OSHA is supposed to protect workers, but quite often the opposite happens as rules that do little to prevent serious injury often make it difficult to impossible to run a business. Which makes it a much cheaper and often better idea to have things made in China or India so they aren’t fined because of some cosmetic problems that have nothing to do with safety.
FEMA is so regulation heavy that it’s more a hinderance than a help in a disaster. Much of the aid in Helene is getting through despite FEMA, not because of it. And because of this the people no longer want FEMA around. I can’t blame them when a bunch of construction workers with heavy equipment can rescue more people in a couple of hours than FEMA and those they contract with can manage in a week.
It’s poor customer service. The people are not getting better transportation from the department of transportation, better education from the department of education, and so on.
They’re not necessarily “crazy”. I think they’re wrong in the sense that these groups don’t wish them to suffer. But at the same time the deep state serves the deep state and is mostly a jobs program for elites who are otherwise unemployable who have no idea how to get things done. They follow procedures off cliffs because they are not skilled enough to know how things actually work so they can’t or won’t bend the rules to get things moving in the right direction.

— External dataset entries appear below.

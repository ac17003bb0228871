use crate::{
    resolution::search::Match, BuildSlot, CacheLookup, Container, Definition,
    DynSvc, InjectError, InjectResult, Key, ResolutionContext, Resolver, Scope,
    Svc,
};
use tracing::{debug, trace};

/// Produces an instance from a matched definition, honouring its scope.
pub(crate) fn construct(
    context: &ResolutionContext,
    found: Match,
) -> InjectResult<DynSvc> {
    let Match {
        owner,
        definition,
        args,
        prebuilt,
    } = found;
    if let Some(value) = prebuilt {
        trace!(container = %owner, key = ?definition.key(), "cache hit");
        return Ok(value);
    }

    if definition.scope().is_cached() {
        build_cached(&owner, context, &definition, args)
    } else {
        build_uncached(&owner, context, &definition, args)
    }
}

/// Builds a transient or object-graph instance. Object-graph instances are
/// remembered by the context before their hook runs, so the hook and
/// everything after it in the same call reuse them.
fn build_uncached(
    owner: &Container,
    context: &ResolutionContext,
    definition: &Definition,
    args: Vec<DynSvc>,
) -> InjectResult<DynSvc> {
    let key = definition.key();
    let per_graph = definition.scope() == Scope::ObjectGraph;
    if per_graph {
        if let Some(value) = context.reused(key, owner.id()) {
            trace!(container = %owner, ?key, "reused within object graph");
            return Ok(value);
        }
    }
    if context.is_building(key, owner.id()) {
        return Err(context.cycle(key.service_info()));
    }

    let value = {
        let _building = context.begin(key, owner.id());
        invoke(owner, context, definition, args)?
    };
    if per_graph {
        context.remember(key, owner.id(), &value);
    }

    if let Err(error) = run_hook(owner, context, definition, &value) {
        if per_graph {
            context.forget(key, owner.id());
        }
        return Err(error);
    }
    Ok(value)
}

/// The outcome of checking the owner's cache under its lock.
enum Claim {
    Ready(DynSvc),
    Wait(Svc<BuildSlot>),
    Cycle,
    Build(Svc<BuildSlot>),
}

fn build_cached(
    owner: &Container,
    context: &ResolutionContext,
    definition: &Definition,
    args: Vec<DynSvc>,
) -> InjectResult<DynSvc> {
    let key = definition.key();
    let slot = loop {
        let claim = owner.with_state(|state| match state.cache.lookup(key) {
            CacheLookup::Ready(value) => Claim::Ready(value),
            CacheLookup::Building(slot)
                if slot.is_owned_by_current_thread() =>
            {
                Claim::Cycle
            }
            CacheLookup::Building(slot) => Claim::Wait(slot),
            CacheLookup::Vacant => Claim::Build(state.cache.begin(key.clone())),
        });

        match claim {
            Claim::Ready(value) => {
                trace!(container = %owner, ?key, "cache hit");
                return Ok(value);
            }
            Claim::Cycle => return Err(context.cycle(key.service_info())),
            Claim::Wait(slot) => {
                trace!(container = %owner, ?key, "waiting for another thread");
                slot.wait();
            }
            Claim::Build(slot) => break slot,
        }
    };

    let pending = PendingBuild {
        owner,
        key,
        slot,
        published: false,
    };
    let value = {
        let _building = context.begin(key, owner.id());
        invoke(owner, context, definition, args)?
    };
    let scope = definition.scope();
    if pending.publish(scope, &value) {
        debug!(container = %owner, ?key, ?scope, "constructed");
    } else {
        debug!(
            container = %owner,
            ?key,
            "definition replaced during construction, instance not cached"
        );
    }

    if let Err(error) = run_hook(owner, context, definition, &value) {
        owner.with_state(|state| state.cache.evict(key, &value));
        return Err(error);
    }
    Ok(value)
}

fn invoke(
    owner: &Container,
    context: &ResolutionContext,
    definition: &Definition,
    args: Vec<DynSvc>,
) -> InjectResult<DynSvc> {
    let value = definition.invoke(&Resolver::new(owner, context), args)?;
    let service_info = definition.key().service_info();
    if !service_info.describes(&value) {
        return Err(InjectError::TypeMismatch { service_info });
    }

    Ok(value)
}

fn run_hook(
    owner: &Container,
    context: &ResolutionContext,
    definition: &Definition,
    value: &DynSvc,
) -> InjectResult<()> {
    match definition.hook() {
        Some(hook) => hook(&Resolver::new(owner, context), value),
        None => Ok(()),
    }
}

/// A building marker in the owner's cache. Unless the value is published,
/// the marker is removed on drop, including when the factory fails or
/// panics. Waiting threads are released either way.
struct PendingBuild<'a> {
    owner: &'a Container,
    key: &'a Key,
    slot: Svc<BuildSlot>,
    published: bool,
}

impl PendingBuild<'_> {
    /// Stores the built value. Returns `false` if the building marker was
    /// dropped in the meantime.
    fn publish(mut self, scope: Scope, value: &DynSvc) -> bool {
        let (key, slot) = (self.key.clone(), &self.slot);
        self.published = self
            .owner
            .with_state(|state| state.cache.publish(key, slot, scope, value));
        self.published
    }
}

impl Drop for PendingBuild<'_> {
    fn drop(&mut self) {
        if !self.published {
            let (key, slot) = (self.key, &self.slot);
            self.owner.with_state(|state| state.cache.abandon(key, slot));
        }
        self.slot.finish();
    }
}
use crate::{Definition, ErasedFactory, Key, Scope, ServiceInfo, Svc, Tag};
use std::{
    collections::HashMap,
    fmt::{Debug, Formatter},
};

/// Stores the definitions registered directly in one container.
#[derive(Default)]
pub(crate) struct Registry {
    definitions: HashMap<Key, Svc<Definition>>,
    next_order: u64,
}

impl Registry {
    /// Adds a definition, replacing any definition registered under an
    /// identical key. The replaced definition is returned.
    pub fn insert(
        &mut self,
        key: Key,
        scope: Scope,
        factory: Box<ErasedFactory>,
    ) -> (Svc<Definition>, Option<Svc<Definition>>) {
        let order = self.next_order;
        self.next_order += 1;

        let definition =
            Svc::new(Definition::new(key.clone(), scope, order, factory));
        let replaced = self.definitions.insert(key, definition.clone());
        (definition, replaced)
    }

    pub fn get(&self, key: &Key) -> Option<Svc<Definition>> {
        self.definitions.get(key).cloned()
    }

    /// Finds the definition matching a key exactly. A tagged key falls back
    /// to the untagged definition with the same shape.
    pub fn find_exact(&self, key: &Key) -> Option<Svc<Definition>> {
        self.get(key).or_else(|| match key.tag() {
            Some(_) => self.get(&key.untagged()),
            None => None,
        })
    }

    /// Lists every definition of a service whose tag is compatible with the
    /// requested one. Untagged definitions are always compatible. Tagged
    /// definitions are compatible with a request for the same tag, or with
    /// any request when `any_tag` is set.
    pub fn candidates(
        &self,
        service_info: ServiceInfo,
        tag: Option<&Tag>,
        any_tag: bool,
    ) -> Vec<Svc<Definition>> {
        let mut candidates: Vec<_> = self
            .definitions
            .values()
            .filter(|definition| {
                let key = definition.key();
                key.service_info() == service_info
                    && match key.tag() {
                        None => true,
                        Some(_) if any_tag => true,
                        Some(own) => Some(own) == tag,
                    }
            })
            .cloned()
            .collect();
        candidates.sort_by_key(|definition| definition.order());
        candidates
    }

    pub fn contains(&self, key: &Key) -> bool {
        self.definitions.contains_key(key)
    }

    pub fn len(&self) -> usize {
        self.definitions.len()
    }
}

impl Debug for Registry {
    fn fmt(&self, f: &mut Formatter<'_>) -> std::fmt::Result {
        f.debug_list().entries(self.definitions.keys()).finish()
    }
}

Whether you admit that, people do believe it is nefarious, or at least speak as if they genuinely believe it. And that it is organized.

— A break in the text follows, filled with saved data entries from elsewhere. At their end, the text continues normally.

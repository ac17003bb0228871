use crate::{
    resolution, Container, Definition, DynSvc, InjectError, InjectResult,
    Lookup, ResolutionContext, ServiceInfo, Svc,
};
use std::cmp::Reverse;
use tracing::{debug, trace};

/// A definition chosen to satisfy a request, together with the container
/// that owns it and the arguments its factory will receive.
pub(crate) struct Match {
    pub owner: Container,
    pub definition: Svc<Definition>,
    pub args: Vec<DynSvc>,

    /// An instance already published in the owner's cache, found while
    /// evaluating auto-wiring candidates.
    pub prebuilt: Option<DynSvc>,
}

/// How a declared factory parameter gets its value.
enum Binding {
    /// Bound to the runtime argument at this index.
    Provided(usize),

    /// Resolved from the owning container.
    Resolve(ServiceInfo),
}

/// What the search learned from candidates that did not work out.
#[derive(Default)]
struct Attempts {
    /// Auto-wiring candidates evaluated anywhere in the search.
    evaluated: usize,

    /// The first cycle a candidate ran into. Reported when nothing else
    /// satisfies the request.
    cycle: Option<InjectError>,
}

/// Finds the definition that should satisfy a request. The container itself
/// is searched first, then its ancestors, then each collaborator along with
/// the collaborator's ancestors.
pub(crate) fn find(
    container: &Container,
    context: &ResolutionContext,
    lookup: &Lookup,
) -> InjectResult<Match> {
    let mut attempts = Attempts::default();
    if let Some(found) =
        search_hierarchy(container, context, lookup, &mut attempts)?
    {
        return Ok(found);
    }

    for collaborator in container.collaborators() {
        trace!(
            container = %container,
            collaborator = %collaborator,
            service = lookup.service_info().name(),
            "falling back to collaborator"
        );
        if let Some(found) =
            search_hierarchy(&collaborator, context, lookup, &mut attempts)?
        {
            return Ok(found);
        }
    }

    if let Some(cycle) = attempts.cycle {
        Err(cycle)
    } else if attempts.evaluated > 0 {
        Err(InjectError::AutoInjectionFailed {
            service_info: lookup.service_info(),
            candidates: attempts.evaluated,
        })
    } else {
        Err(InjectError::DefinitionNotFound {
            service_info: lookup.service_info(),
            tag: lookup.tag().cloned(),
        })
    }
}

fn search_hierarchy(
    container: &Container,
    context: &ResolutionContext,
    lookup: &Lookup,
    attempts: &mut Attempts,
) -> InjectResult<Option<Match>> {
    let mut current = Some(container.clone());
    while let Some(scope) = current {
        if let Some(found) = search_local(&scope, context, lookup, attempts)? {
            return Ok(Some(found));
        }
        current = scope.parent();
    }

    Ok(None)
}

fn search_local(
    container: &Container,
    context: &ResolutionContext,
    lookup: &Lookup,
    attempts: &mut Attempts,
) -> InjectResult<Option<Match>> {
    let key = lookup.exact_key();
    let exact = container.with_state(|state| state.registry.find_exact(&key));
    if let Some(definition) = exact {
        let key = definition.key();
        trace!(container = %container, ?key, "exact match");
        return Ok(Some(Match {
            owner: container.clone(),
            definition,
            args: lookup.arguments().clone().into_values(),
            prebuilt: None,
        }));
    }

    auto_wire(container, context, lookup, attempts)
}

/// Binds the provided runtime arguments, in order, to the declared
/// parameters of a factory. Each argument takes the first remaining
/// parameter of its exact type. Fails unless every argument is bound.
fn bind(
    params: &[ServiceInfo],
    provided: &[ServiceInfo],
) -> Option<Vec<Binding>> {
    let mut next = 0;
    let mut bindings = Vec::with_capacity(params.len());
    for &param in params {
        if provided.get(next) == Some(&param) {
            bindings.push(Binding::Provided(next));
            next += 1;
        } else {
            bindings.push(Binding::Resolve(param));
        }
    }

    (next == provided.len()).then_some(bindings)
}

fn auto_wire(
    container: &Container,
    context: &ResolutionContext,
    lookup: &Lookup,
    attempts: &mut Attempts,
) -> InjectResult<Option<Match>> {
    let shapes = lookup.arguments().shapes();
    let mut candidates: Vec<_> = container
        .with_state(|state| {
            state.registry.candidates(
                lookup.service_info(),
                lookup.tag(),
                lookup.is_any_tag(),
            )
        })
        .into_iter()
        .filter_map(|definition| {
            let bindings = bind(definition.key().args(), &shapes)?;
            Some((definition, bindings))
        })
        .collect();
    if candidates.is_empty() {
        return Ok(None);
    }

    // A nested request for a service already being auto-wired here must not
    // settle on one of its sibling candidates
    let id = container.id();
    let nested = candidates
        .iter()
        .any(|(definition, _)| context.is_building(definition.key(), id));
    if nested {
        let cycle = context.cycle(lookup.service_info());
        trace!(container = %container, %cycle, "auto-wiring re-entered");
        attempts.cycle.get_or_insert(cycle);
        return Ok(None);
    }

    // Stable, so registration order is kept inside each group
    let group = |definition: &Svc<Definition>| {
        let tag_priority = usize::from(definition.key().tag() != lookup.tag());
        (Reverse(definition.key().arity()), tag_priority)
    };
    candidates.sort_by_key(|(definition, _)| group(definition));

    let provided: Vec<DynSvc> = lookup
        .arguments()
        .iter()
        .map(|argument| argument.value().clone())
        .collect();

    let mut start = 0;
    while start < candidates.len() {
        let current = group(&candidates[start].0);
        let end = candidates[start..]
            .iter()
            .position(|(definition, _)| group(definition) != current)
            .map_or(candidates.len(), |offset| start + offset);

        let mut successes = Vec::new();
        for (definition, bindings) in &candidates[start..end] {
            attempts.evaluated += 1;
            let error = match evaluate(
                container, context, lookup, definition, bindings, &provided,
            ) {
                Ok(found) => {
                    successes.push(found);
                    continue;
                }
                Err(error @ InjectError::RecursionLimitExceeded { .. }) => {
                    return Err(error)
                }
                Err(error) => error,
            };

            debug!(
                container = %container,
                key = ?definition.key(),
                %error,
                "auto-wiring candidate disqualified"
            );
            if let InjectError::CycleDetected { .. } = error {
                attempts.cycle.get_or_insert(error);
            }
        }

        match successes.len() {
            0 => start = end,
            1 => {
                let service = lookup.service_info().name();
                trace!(container = %container, service, "auto-wired");
                return Ok(successes.pop());
            }
            count => {
                return Err(InjectError::AmbiguousDefinitions {
                    service_info: lookup.service_info(),
                    candidates: count,
                })
            }
        }
    }

    Ok(None)
}

/// Tries to satisfy every parameter of a candidate. A candidate whose
/// instance is already cached, or already built earlier in this call, needs
/// no arguments at all.
fn evaluate(
    container: &Container,
    context: &ResolutionContext,
    lookup: &Lookup,
    definition: &Svc<Definition>,
    bindings: &[Binding],
    provided: &[DynSvc],
) -> InjectResult<Match> {
    let key = definition.key();
    let ready = context
        .reused(key, container.id())
        .or_else(|| container.with_state(|state| state.cache.ready(key)));
    if let Some(value) = ready {
        return Ok(Match {
            owner: container.clone(),
            definition: definition.clone(),
            args: Vec::new(),
            prebuilt: Some(value),
        });
    }

    if context.is_building(key, container.id()) {
        return Err(context.cycle(key.service_info()));
    }

    let _building = context.begin(key, container.id());
    let args = bindings
        .iter()
        .map(|binding| match *binding {
            Binding::Provided(index) => Ok(provided[index].clone()),
            Binding::Resolve(service_info) => resolution::resolve(
                container,
                context,
                &lookup.dependency(service_info),
            ),
        })
        .collect::<InjectResult<Vec<_>>>()?;

    Ok(Match {
        owner: container.clone(),
        definition: definition.clone(),
        args,
        prebuilt: None,
    })
}

#[cfg(test)]
mod tests {
    use super::*;

    #[test]
    fn runtime_arguments_bind_as_an_ordered_subsequence() {
        let a = ServiceInfo::of::<u8>();
        let b = ServiceInfo::of::<u16>();
        let c = ServiceInfo::of::<u32>();

        let bindings = bind(&[a, b, c], &[a, c]).unwrap();
        assert!(matches!(
            bindings.as_slice(),
            [Binding::Provided(0), Binding::Resolve(_), Binding::Provided(1)]
        ));

        assert!(bind(&[a, b], &[b, a]).is_none());
        assert!(bind(&[], &[a]).is_none());
        assert!(bind(&[a, a], &[a]).is_some());
    }
}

Agencies are built to be standardized, both due to logistics of coordinating between agencies and at scale, and to try to prevent both actual and perceived bribery or kickbacks.

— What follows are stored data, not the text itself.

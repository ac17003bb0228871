use crate::{DynSvc, Factory, InjectError, InjectResult, Service, ServiceInfo};
use std::{error::Error, marker::PhantomData};

/// A factory that may fail during construction with a custom error type. On
/// failure, [`InjectError::FactoryFailed`] is returned with the original
/// error kept as its source.
pub struct FallibleFactory<D, R, E, F>
where
    R: Service,
    E: Service + Error,
    F: Factory<D, Result<R, E>>,
{
    inner: F,
    marker: PhantomData<fn(D) -> Result<R, E>>,
}

impl<D, R, E, F> Factory<D, R> for FallibleFactory<D, R, E, F>
where
    D: 'static,
    R: Service,
    E: Service + Error,
    F: Factory<D, Result<R, E>>,
{
    fn arguments() -> Vec<ServiceInfo> {
        F::arguments()
    }

    fn invoke(&self, args: Vec<DynSvc>) -> InjectResult<R> {
        match self.inner.invoke(args)? {
            Ok(result) => Ok(result),
            Err(error) => Err(InjectError::FactoryFailed {
                service_info: ServiceInfo::of::<R>(),
                inner: Box::new(error),
            }),
        }
    }
}

/// Defines a conversion into a fallible factory. This trait is automatically
/// implemented for all factories that return a [`Result<T, E>`] with an
/// error type that implements [`Error`] + [`Service`].
pub trait IntoFallible<D, R, E, F>
where
    R: Service,
    E: Service + Error,
    F: Factory<D, Result<R, E>>,
{
    /// Marks a factory as fallible.
    ///
    /// ## Example
    ///
    /// ```
    /// use graph_injector::{Container, InjectError, IntoFallible, Scope, Svc};
    /// use std::fmt::{Display, Formatter};
    ///
    /// #[derive(Debug)]
    /// struct NoConnection;
    ///
    /// impl std::error::Error for NoConnection {}
    /// impl Display for NoConnection {
    ///     fn fmt(&self, f: &mut Formatter<'_>) -> std::fmt::Result {
    ///         write!(f, "no connection available")
    ///     }
    /// }
    ///
    /// struct Database;
    /// fn connect() -> Result<Database, NoConnection> {
    ///     Err(NoConnection)
    /// }
    ///
    /// let container = Container::new(None);
    /// container.register(Scope::Shared, None, connect.fallible());
    ///
    /// match container.resolve::<Database>() {
    ///     Err(InjectError::FactoryFailed { .. }) => {}
    ///     Err(error) => Err(error).unwrap(),
    ///     Ok(_) => unreachable!("construction should have failed"),
    /// }
    /// ```
    #[must_use]
    fn fallible(self) -> FallibleFactory<D, R, E, F>;
}

impl<D, R, E, F> IntoFallible<D, R, E, F> for F
where
    R: Service,
    E: Service + Error,
    F: Factory<D, Result<R, E>>,
{
    fn fallible(self) -> FallibleFactory<D, R, E, F> {
        FallibleFactory {
            inner: self,
            marker: PhantomData,
        }
    }
}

I would apply that term to a Trump supporter that tries to assassinate Trump. Unless it was some 4D chess move to pretend to try to assassinate Trump to give Trump a polling boost.
I've found myself in a lower managerial position of a large corporation. I've had my share of processes that are meant to add traceability to both the tasks themselves and my workload, and the incremental increase in the number of steps added. I hate it, but I'm not throwing away my job over it.
I’m not going to deny that at least some people think it’s nefarious. It’s just that it’s much more likely that FEMA is bean counting supplies gathered by other charities before letting them through to satisfy a process that’s in their handbook. Standardizing is generally okay. But then again this is a situation where time loss means dead bodies and everybody knows it. It’s not exactly the same as managing accounts in an office. The time spent adding traceability to a process in an office job and even using that to trace that information isn’t going to cause much of a problem because you have the luxury of as much time as you need to do that. If the cost of traceability is death, then I think honestly it’s a bit more critical to push back and say “why is it important to have a complete inventory of what First Baptist Church of Asheville is distributing when that will delay aid by a whole day and people will die without food?” Sure, there are some bits that you need to hold the line on, but trying to follow a checklist to the letter in a disaster zone just adds delay where none was needed.